▶
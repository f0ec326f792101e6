//! Stored Objects
//!
//! An [`Object`] is a value cell owned by exactly one store. It carries an
//! opaque payload, a type tag and the packed access field described in
//! [`clock`](super::clock).
//!
//! Each object gets a stable [`ObjectId`] when it is created. The expiry
//! table is keyed by that handle, never by the object's address, and objects
//! are deliberately not `Clone` so two live objects can never share one.

use super::clock::{self, incr_lfu_counter};
use bytes::Bytes;
use std::any::Any;
use std::fmt;
use std::sync::atomic::{AtomicU64, Ordering};
use std::sync::Arc;

static NEXT_OBJECT_ID: AtomicU64 = AtomicU64::new(1);

/// Stable handle identifying one object for its whole lifetime.
#[derive(Debug, Clone, Copy, PartialEq, Eq, Hash, PartialOrd, Ord)]
pub struct ObjectId(u64);

impl ObjectId {
    fn next() -> Self {
        ObjectId(NEXT_OBJECT_ID.fetch_add(1, Ordering::Relaxed))
    }

    pub fn as_u64(&self) -> u64 {
        self.0
    }
}

/// Type tag of a stored object.
///
/// The discriminants are part of the on-disk format of external collaborators
/// (dump/restore, AOF), so gaps are kept.
#[repr(u8)]
#[derive(Debug, Clone, Copy, PartialEq, Eq, Hash)]
pub enum ObjectType {
    String = 0,
    Json = 3,
    ByteArray = 4,
    Int = 5,
    Set = 6,
    SsMap = 7,
    SortedSet = 8,
    CountMinSketch = 9,
    BloomFilter = 10,
    Dequeue = 11,
    Hll = 12,
    Float = 13,
}

impl ObjectType {
    pub fn as_str(&self) -> &'static str {
        match self {
            ObjectType::String => "string",
            ObjectType::Json => "json",
            ObjectType::ByteArray => "bytes",
            ObjectType::Int => "int",
            ObjectType::Set => "set",
            ObjectType::SsMap => "ssmap",
            ObjectType::SortedSet => "sortedset",
            ObjectType::CountMinSketch => "countminsketch",
            ObjectType::BloomFilter => "bf",
            ObjectType::Dequeue => "dequeue",
            ObjectType::Hll => "hll",
            ObjectType::Float => "float",
        }
    }
}

impl fmt::Display for ObjectType {
    fn fmt(&self, f: &mut fmt::Formatter<'_>) -> fmt::Result {
        f.write_str(self.as_str())
    }
}

/// The payload of an object.
///
/// Auxiliary data structures (sorted sets, bloom filters, queues) live behind
/// `Opaque`; the storage engine never looks inside them.
#[derive(Clone)]
pub enum Value {
    Bytes(Bytes),
    Int(i64),
    Float(f64),
    Opaque(Arc<dyn Any + Send + Sync>),
}

impl Value {
    /// Returns the payload as bytes, if it is a byte string.
    pub fn as_bytes(&self) -> Option<&Bytes> {
        match self {
            Value::Bytes(b) => Some(b),
            _ => None,
        }
    }

    pub fn as_int(&self) -> Option<i64> {
        match self {
            Value::Int(i) => Some(*i),
            _ => None,
        }
    }

    /// Downcasts an opaque payload to a concrete type.
    pub fn downcast_ref<T: Any>(&self) -> Option<&T> {
        match self {
            Value::Opaque(inner) => inner.downcast_ref::<T>(),
            _ => None,
        }
    }
}

impl fmt::Debug for Value {
    fn fmt(&self, f: &mut fmt::Formatter<'_>) -> fmt::Result {
        match self {
            Value::Bytes(b) => f.debug_tuple("Bytes").field(b).finish(),
            Value::Int(i) => f.debug_tuple("Int").field(i).finish(),
            Value::Float(x) => f.debug_tuple("Float").field(x).finish(),
            Value::Opaque(_) => f.write_str("Opaque(..)"),
        }
    }
}

impl From<Bytes> for Value {
    fn from(b: Bytes) -> Self {
        Value::Bytes(b)
    }
}

impl From<&'static str> for Value {
    fn from(s: &'static str) -> Self {
        Value::Bytes(Bytes::from_static(s.as_bytes()))
    }
}

impl From<String> for Value {
    fn from(s: String) -> Self {
        Value::Bytes(Bytes::from(s))
    }
}

impl From<i64> for Value {
    fn from(i: i64) -> Self {
        Value::Int(i)
    }
}

impl From<f64> for Value {
    fn from(x: f64) -> Self {
        Value::Float(x)
    }
}

/// A value cell stored under one key.
#[derive(Debug)]
pub struct Object {
    id: ObjectId,
    object_type: ObjectType,
    /// Packed LFU counter (high 8 bits) and LRU clock (low 24 bits)
    last_accessed_at: u32,
    value: Value,
}

impl Object {
    /// Creates a new object with a fresh handle and a zeroed access field.
    pub fn new(value: impl Into<Value>, object_type: ObjectType) -> Self {
        Self {
            id: ObjectId::next(),
            object_type,
            last_accessed_at: 0,
            value: value.into(),
        }
    }

    #[inline]
    pub fn id(&self) -> ObjectId {
        self.id
    }

    #[inline]
    pub fn object_type(&self) -> ObjectType {
        self.object_type
    }

    #[inline]
    pub fn value(&self) -> &Value {
        &self.value
    }

    #[inline]
    pub fn value_mut(&mut self) -> &mut Value {
        &mut self.value
    }

    /// Replaces the payload and type tag, keeping the handle and access field.
    pub fn set_value(&mut self, value: impl Into<Value>, object_type: ObjectType) {
        self.value = value.into();
        self.object_type = object_type;
    }

    /// The packed access field.
    #[inline]
    pub fn last_accessed_at(&self) -> u32 {
        self.last_accessed_at
    }

    pub fn set_last_accessed_at(&mut self, access: u32) {
        self.last_accessed_at = access;
    }

    #[inline]
    pub fn lfu_counter(&self) -> u8 {
        clock::lfu_counter(self.last_accessed_at)
    }

    /// Records an access at `now_clock`.
    ///
    /// The clock bits are replaced and the LFU counter is bumped with the
    /// logarithmic probability controlled by `log_factor`.
    pub fn touch(&mut self, now_clock: u32, log_factor: u32) {
        let counter = incr_lfu_counter(self.lfu_counter(), log_factor, &mut rand::thread_rng());
        self.last_accessed_at = clock::pack_access(now_clock, counter);
    }
}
◀
REQUIREMENT
Every line of the listing above that includes "derive" should be copied out.

FINAL ANSWER
#[derive(Debug, Clone, Copy, PartialEq, Eq, Hash, PartialOrd, Ord)]
#[derive(Debug, Clone, Copy, PartialEq, Eq, Hash)]
#[derive(Clone)]
#[derive(Debug)]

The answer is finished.